I’m not talking about the massage technique. I wish I was. (Yes, this is one of those pretty much non-running-related entries. But that’s covered in the “AND BEYOND!” of the blog’s tagline.)
No, I’m talking about those things that bring up stuff from the past – usually stuff that you thought you were over and had left behind. Most of the time you can see these things coming and do your best to void them, or at least be prepared and try to deal with them as best you can. But there are times you don’t really see it coming (maybe you should, but for whatever reason you don’t) and it blindsides you, brining up all kinds of stuff.
That’s what happened to me this week.
I’ve been working my way through Jillian Michaels’ podcasts (I’d listened to them for a while, then stopped, but have started again and am catching up), and one I was listening to this week ended up being about cyberbullying. And bullying in general.
WHAM!! All of a sudden I wasn’t fine. All of a sudden I was back in junior high and high school – emotionally at least.
See, I was bullied pretty much from 9th grade on. I can only say thank god there weren’t cell phones and the internet then because I can’t even imagine how it would have gone down now.
While there were some things that weren’t totally “normal” in middle school (thanks to pre-teen hormonal emotional swings, I got sent to therapy at 12 – same time every week, and it meant being picked up early from school…NOT helpful and my final “diagnosis” was “12 year old girl”), it pretty much all started with 9th grade English. Our teacher, Mr. Mitchell, had us all keep journals at the beginning of the year. We had to write a certain number of entries per week, and at certain times he’d collect them. He’d read them (ok, I agree now that part could be called questionable, but he never specified how detailed and intimate we needed to get), and if we were puzzling out something, he’d often comment with his advice or thoughts. I trusted him, so I opened up more as the year went on. Even after the official assignment ended, he said if we wanted, we could continue on with the journals and he’d still collect them from time to time. I chose to continue.

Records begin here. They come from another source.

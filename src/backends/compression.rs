//! Compression of the files archive.
//!
//! Gzip is done in-process using [flate2]. All other tools are external
//! processes the archive is piped through.

use std::fs::File;
use std::io::{self, BufReader, BufWriter, Read, Write};
use std::process::{Child, ChildStdin, ChildStdout, Command, Stdio};
use std::thread::JoinHandle;

use clap::ValueEnum;
use derive_more::Display;
use flate2::read::MultiGzDecoder;
use flate2::write::GzEncoder;
use flate2::Compression;

use crate::backends::drain_stderr;

const DEFAULT_LEVEL: u32 = 6;

/// Supported compression tools.
#[derive(
    Copy, Clone, Debug, Display, Default, PartialEq, Eq, ValueEnum, serde::Serialize, serde::Deserialize,
)]
#[serde(rename_all = "lowercase")]
pub enum CompressionTool {
    /// In-process gzip.
    #[default]
    #[display("gzip")]
    Gzip,
    /// Parallel gzip.
    #[display("pigz")]
    Pigz,
    #[display("bzip2")]
    Bzip2,
    /// Parallel bzip2.
    #[display("pbzip2")]
    Pbzip2,
    /// xz, multi-threaded with `parallel_jobs`.
    #[display("xz")]
    Xz,
}

impl CompressionTool {
    /// File extension of an archive compressed by this tool.
    pub fn extension(&self) -> &'static str {
        match self {
            Self::Gzip | Self::Pigz => "tar.gz",
            Self::Bzip2 | Self::Pbzip2 => "tar.bz2",
            Self::Xz => "tar.xz",
        }
    }

    /// The external program needed, if any.
    pub fn program(&self) -> Option<&'static str> {
        match self {
            Self::Gzip => None,
            Self::Pigz => Some("pigz"),
            Self::Bzip2 => Some("bzip2"),
            Self::Pbzip2 => Some("pbzip2"),
            Self::Xz => Some("xz"),
        }
    }
}

#[derive(Copy, Clone, Debug, PartialEq, Eq, serde::Serialize, serde::Deserialize)]
/// Configuration of the archive compression.
pub struct CompressionConfig {
    #[serde(default)]
    pub tool: CompressionTool,

    /// Compression level from 1 (fast) to 9 (small).
    #[serde(default = "default_level")]
    pub level: u32,

    /// Worker count of parallel tools. `0` leaves the choice to the tool.
    #[serde(default)]
    pub parallel_jobs: usize,
}

impl Default for CompressionConfig {
    fn default() -> Self {
        Self {
            tool: CompressionTool::default(),
            level: default_level(),
            parallel_jobs: 0,
        }
    }
}

fn default_level() -> u32 {
    DEFAULT_LEVEL
}

/// A compressing writer which has to be finished explicitly.
pub trait FinishWrite: Write + Send {
    /// Flush all pending data and make sure the output is complete.
    fn finish(self: Box<Self>) -> io::Result<()>;
}

/// Compression capability used by the archive producer and the restore.
pub trait Compressor: Send + Sync {
    fn tool(&self) -> CompressionTool;

    /// Wrap `out` into a compressing writer.
    fn compress(&self, out: File) -> io::Result<Box<dyn FinishWrite>>;

    /// Wrap `input` into a decompressing reader.
    fn decompress(&self, input: File) -> io::Result<Box<dyn Read + Send>>;
}

/// Create the [Compressor] configured by `cfg`.
pub fn compressor(cfg: &CompressionConfig) -> Box<dyn Compressor> {
    let level = cfg.level.clamp(1, 9);
    if level != cfg.level {
        log::warn!(target: "backend::compression", "Compression level {} out of range, using {level}", cfg.level);
    }

    match cfg.tool {
        CompressionTool::Gzip => {
            if cfg.parallel_jobs > 1 {
                log::debug!(target: "backend::compression", "gzip is single threaded, ignoring parallel_jobs");
            }
            Box::new(Gzip { level })
        }
        tool => Box::new(External {
            tool,
            level,
            jobs: cfg.parallel_jobs,
        }),
    }
}

/// In-process gzip compression.
#[derive(Debug, Clone, Copy)]
pub struct Gzip {
    level: u32,
}

impl Gzip {
    pub fn new(level: u32) -> Self {
        Self {
            level: level.clamp(1, 9),
        }
    }
}

impl FinishWrite for GzEncoder<BufWriter<File>> {
    fn finish(self: Box<Self>) -> io::Result<()> {
        let writer = GzEncoder::finish(*self)?;
        let file = writer.into_inner().map_err(|e| e.into_error())?;
        file.sync_all()
    }
}

impl Compressor for Gzip {
    fn tool(&self) -> CompressionTool {
        CompressionTool::Gzip
    }

    fn compress(&self, out: File) -> io::Result<Box<dyn FinishWrite>> {
        let encoder = GzEncoder::new(BufWriter::new(out), Compression::new(self.level));
        Ok(Box::new(encoder))
    }

    fn decompress(&self, input: File) -> io::Result<Box<dyn Read + Send>> {
        Ok(Box::new(MultiGzDecoder::new(BufReader::new(input))))
    }
}

/// Compression by piping through an external program.
#[derive(Debug, Clone, Copy)]
pub struct External {
    tool: CompressionTool,
    level: u32,
    jobs: usize,
}

impl External {
    fn program(&self) -> &'static str {
        // only constructed for tools with a program
        self.tool.program().unwrap_or("gzip")
    }

    fn compress_args(&self) -> Vec<String> {
        let mut args = vec!["-c".to_string(), format!("-{}", self.level)];
        if self.jobs > 0 {
            match self.tool {
                CompressionTool::Pigz => args.extend(["-p".to_string(), self.jobs.to_string()]),
                CompressionTool::Pbzip2 => args.push(format!("-p{}", self.jobs)),
                CompressionTool::Xz => args.push(format!("-T{}", self.jobs)),
                CompressionTool::Gzip | CompressionTool::Bzip2 => {}
            }
        }
        args
    }
}

impl Compressor for External {
    fn tool(&self) -> CompressionTool {
        self.tool
    }

    fn compress(&self, out: File) -> io::Result<Box<dyn FinishWrite>> {
        let program = self.program();
        let args = self.compress_args();
        log::trace!(target: "backend::compression", "Running: {program} {}", args.join(" "));

        let mut child = Command::new(program)
            .args(&args)
            .stdin(Stdio::piped())
            .stdout(Stdio::from(out))
            .stderr(Stdio::piped())
            .spawn()?;
        let stderr = drain_stderr("backend::compression", child.stderr.take());
        let stdin = child
            .stdin
            .take()
            .ok_or_else(|| io::Error::other(format!("{program} has no stdin")))?;

        Ok(Box::new(ExternalWriter {
            program,
            child,
            stdin: Some(stdin),
            stderr: Some(stderr),
        }))
    }

    fn decompress(&self, input: File) -> io::Result<Box<dyn Read + Send>> {
        let program = self.program();
        log::trace!(target: "backend::compression", "Running: {program} -d -c");

        let mut child = Command::new(program)
            .args(["-d", "-c"])
            .stdin(Stdio::from(input))
            .stdout(Stdio::piped())
            .stderr(Stdio::null())
            .spawn()?;
        let stdout = child
            .stdout
            .take()
            .ok_or_else(|| io::Error::other(format!("{program} has no stdout")))?;

        Ok(Box::new(ExternalReader {
            program,
            child,
            stdout,
            finished: false,
        }))
    }
}

struct ExternalWriter {
    program: &'static str,
    child: Child,
    stdin: Option<ChildStdin>,
    stderr: Option<JoinHandle<String>>,
}

impl ExternalWriter {
    fn stdin(&mut self) -> io::Result<&mut ChildStdin> {
        self.stdin
            .as_mut()
            .ok_or_else(|| io::Error::from(io::ErrorKind::BrokenPipe))
    }
}

impl Write for ExternalWriter {
    fn write(&mut self, buf: &[u8]) -> io::Result<usize> {
        self.stdin()?.write(buf)
    }

    fn flush(&mut self) -> io::Result<()> {
        self.stdin()?.flush()
    }
}

impl FinishWrite for ExternalWriter {
    fn finish(mut self: Box<Self>) -> io::Result<()> {
        // closing stdin signals EOF to the compressor
        drop(self.stdin.take());

        let status = self.child.wait()?;
        let stderr = self
            .stderr
            .take()
            .and_then(|handle| handle.join().ok())
            .unwrap_or_default();
        if !status.success() {
            return Err(io::Error::other(format!(
                "{} exited with {status}: {}",
                self.program,
                stderr.trim_end()
            )));
        }

        Ok(())
    }
}

struct ExternalReader {
    program: &'static str,
    child: Child,
    stdout: ChildStdout,
    finished: bool,
}

impl Read for ExternalReader {
    fn read(&mut self, buf: &mut [u8]) -> io::Result<usize> {
        let n = self.stdout.read(buf)?;
        if n == 0 && !buf.is_empty() && !self.finished {
            self.finished = true;
            let status = self.child.wait()?;
            if !status.success() {
                return Err(io::Error::new(
                    io::ErrorKind::InvalidData,
                    format!("{} exited with {status}", self.program),
                ));
            }
        }

        Ok(n)
    }
}

impl Drop for ExternalReader {
    fn drop(&mut self) {
        if !self.finished {
            let _ = self.child.kill();
            let _ = self.child.wait();
        }
    }
}
#[cfg(test)]
pub(crate) mod tests {
    use super::*;
    use crate::environment::{OsFamily, PackageManager, ServiceManagerKind};
    use std::collections::VecDeque;

    /// A plain full backup of `www` into `destination`.
    pub(crate) fn config_for(www: &Path, destination: &Path) -> EffectiveConfig {
        EffectiveConfig {
            www_source_path: www.to_path_buf(),
            database: None,
            destination_path: destination.to_path_buf(),
            backup_type: BackupType::Full,
            compression: CompressionConfig::default(),
            exclusion_patterns: Vec::new(),
            retention: RetentionPolicy::default(),
            services: None,
            notify_command: None,
            log_file: None,
            dry_run: false,
            automatic_mode: true,
            quiet: false,
        }
    }

    fn environment(web_root: &Path) -> EnvironmentDescriptor {
        EnvironmentDescriptor {
            os_family: OsFamily::Linux,
            distro: "debian".into(),
            distro_like: String::new(),
            package_manager: PackageManager::Apt,
            service_manager: ServiceManagerKind::Systemd,
            default_web_root: web_root.to_path_buf(),
        }
    }

    struct Scripted(VecDeque<Option<String>>);

    impl Scripted {
        fn new(answers: &[Option<&str>]) -> Self {
            Self(answers.iter().map(|a| a.map(String::from)).collect())
        }
    }

    impl Prompter for Scripted {
        fn ask(&mut self, _question: &str, _default: Option<&str>) -> io::Result<Option<String>> {
            Ok(self.0.pop_front().flatten())
        }
    }

    #[test]
    fn missing_file_writes_defaults() {
        let dir = tempfile::tempdir().unwrap();
        let path = dir.path().join("www-backup.toml");

        let config = ConfigFile::load(&path, true).unwrap();
        assert_eq!(config, ConfigFile::default());
        assert_eq!(ConfigFile::load(&path, false).unwrap(), config);
    }

    #[test]
    fn parses_database_and_retention() {
        let dir = tempfile::tempdir().unwrap();
        let path = dir.path().join("www-backup.toml");
        fs::write(
            &path,
            r#"
www_source_path = "/srv/www"
exclusion_patterns = ["*.log"]

[retention]
max_count = 3

[database]
name = "wordpress"
user = "backup"
password = { env = "WP_DB_PASSWORD" }
"#,
        )
        .unwrap();

        let config = ConfigFile::load(&path, false).unwrap();
        assert_eq!(config.www_source_path, Some(PathBuf::from("/srv/www")));
        assert_eq!(config.retention.max_count, Some(3));
        assert_eq!(config.retention.max_age_days, None);
        let database = config.database.unwrap();
        assert_eq!(database.port, 3306);
        assert_eq!(
            database.password,
            Some(crate::backends::mariadb::PasswordRef::Env("WP_DB_PASSWORD".into()))
        );
    }

    #[test]
    fn overrides_take_precedence() {
        let www = tempfile::tempdir().unwrap();
        let dest = tempfile::tempdir().unwrap();
        let file = ConfigFile {
            www_source_path: Some("/does/not/matter".into()),
            ..Default::default()
        };
        let overrides = Overrides {
            www_source_path: Some(www.path().to_path_buf()),
            destination_path: Some(dest.path().to_path_buf()),
            backup_type: Some(BackupType::Incremental),
            dry_run: true,
            automatic_mode: true,
            ..Default::default()
        };

        let config =
            EffectiveConfig::resolve(file, overrides, &environment(www.path()), None).unwrap();
        assert_eq!(config.www_source_path, www.path());
        assert_eq!(config.backup_type, BackupType::Incremental);
        assert!(config.dry_run);
        assert!(config.database.is_none());
    }

    #[test]
    fn prompts_for_missing_values() {
        let www = tempfile::tempdir().unwrap();
        let dest = tempfile::tempdir().unwrap();
        let dest_answer = dest.path().display().to_string();
        let file = ConfigFile {
            destination_path: None,
            ..Default::default()
        };
        let mut prompter = Scripted::new(&[None, Some(dest_answer.as_str()), Some("shop"), None, None]);

        let config = EffectiveConfig::resolve(
            file,
            Overrides::default(),
            &environment(www.path()),
            Some(&mut prompter),
        )
        .unwrap();
        assert_eq!(config.www_source_path, www.path());
        assert_eq!(config.destination_path, dest.path());
        let database = config.database.unwrap();
        assert_eq!((database.name.as_str(), database.user.as_str()), ("shop", "root"));
    }

    #[test]
    fn automatic_mode_never_prompts() {
        let www = tempfile::tempdir().unwrap();
        let file = ConfigFile {
            destination_path: None,
            ..Default::default()
        };
        let overrides = Overrides {
            automatic_mode: true,
            ..Default::default()
        };
        let mut prompter = Scripted::new(&[Some("/tmp/should-not-be-used")]);

        let err = EffectiveConfig::resolve(file, overrides, &environment(www.path()), Some(&mut prompter))
            .unwrap_err();
        assert!(matches!(err, ConfigurationError::Missing("destination_path")));
    }

    #[test]
    fn destination_inside_source_is_rejected() {
        let www = tempfile::tempdir().unwrap();
        let config = config_for(www.path(), &www.path().join("backups"));
        assert!(matches!(config.validate(WebRootUse::Read), Err(ConfigurationError::InvalidPath { .. })));

        let config = config_for(www.path(), www.path());
        assert!(matches!(config.validate(WebRootUse::Read), Err(ConfigurationError::InvalidPath { .. })));
    }

    #[test]
    fn restore_accepts_a_lost_web_root() {
        let root = tempfile::tempdir().unwrap();
        let dest = tempfile::tempdir().unwrap();
        let www = root.path().join("www");
        let config = config_for(&www, dest.path());

        assert!(matches!(
            config.validate(WebRootUse::Read),
            Err(ConfigurationError::InvalidPath { .. })
        ));
        assert!(config.validate(WebRootUse::Replace).is_ok());

        let orphan = config_for(&root.path().join("gone/www"), dest.path());
        assert!(matches!(
            orphan.validate(WebRootUse::Replace),
            Err(ConfigurationError::InvalidPath { .. })
        ));

        fs::write(&www, b"not a directory").unwrap();
        assert!(config.validate(WebRootUse::Replace).is_err());
    }

    #[test]
    fn invalid_values_are_rejected() {
        let www = tempfile::tempdir().unwrap();
        let dest = tempfile::tempdir().unwrap();

        let mut config = config_for(www.path(), dest.path());
        config.exclusion_patterns = vec!["[unclosed".into()];
        assert!(matches!(config.validate(WebRootUse::Read), Err(ConfigurationError::Pattern(_))));

        let mut config = config_for(www.path(), dest.path());
        config.compression.level = 12;
        assert!(matches!(config.validate(WebRootUse::Read), Err(ConfigurationError::InvalidValue { .. })));

        let mut config = config_for(www.path(), dest.path());
        config.retention.max_count = Some(0);
        assert!(config.validate(WebRootUse::Read).is_err());

        assert!(config_for(www.path(), dest.path()).validate(WebRootUse::Read).is_ok());
    }

    #[test]
    fn configured_services_replace_platform_defaults() {
        let www = tempfile::tempdir().unwrap();
        let mut config = config_for(www.path(), Path::new("/var/backups/www"));
        config.services = Some(vec!["caddy".into()]);

        let set = config.service_set(&environment(www.path()));
        assert_eq!(set.names().collect::<Vec<_>>(), ["caddy"]);
    }
}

I don’t really know why I was the selected target in my class. And there may have been others, but it certainly seemed like I was getting the brunt of it. I had several things in the “not like us” column for sure: I was fat, I was an academic and musical geek, my dad worked in a church and I was actively involved, we weren’t rich, I didn’t party on the weekends, etc. The one thing I had going on that I never let anyone see was the questioning of my sexual orientation – I hid that well (or thought I did anyway) by putting up pictures of the latest hot teen boy idols in my locker rather than the celebrities I really found attractive…and I never really worried about dating or anything, was more asexual than anything. So maybe that did contribute, I don’t know. One of my best friends was B, who had been born to a teenage mom so they had even less money than we did, and who had a hearing impairment. I’m not sure why the pack didn’t pick on her – or maybe they did and I just didn’t see it because of my own struggles with them. But regardless, the pack set its sights on me.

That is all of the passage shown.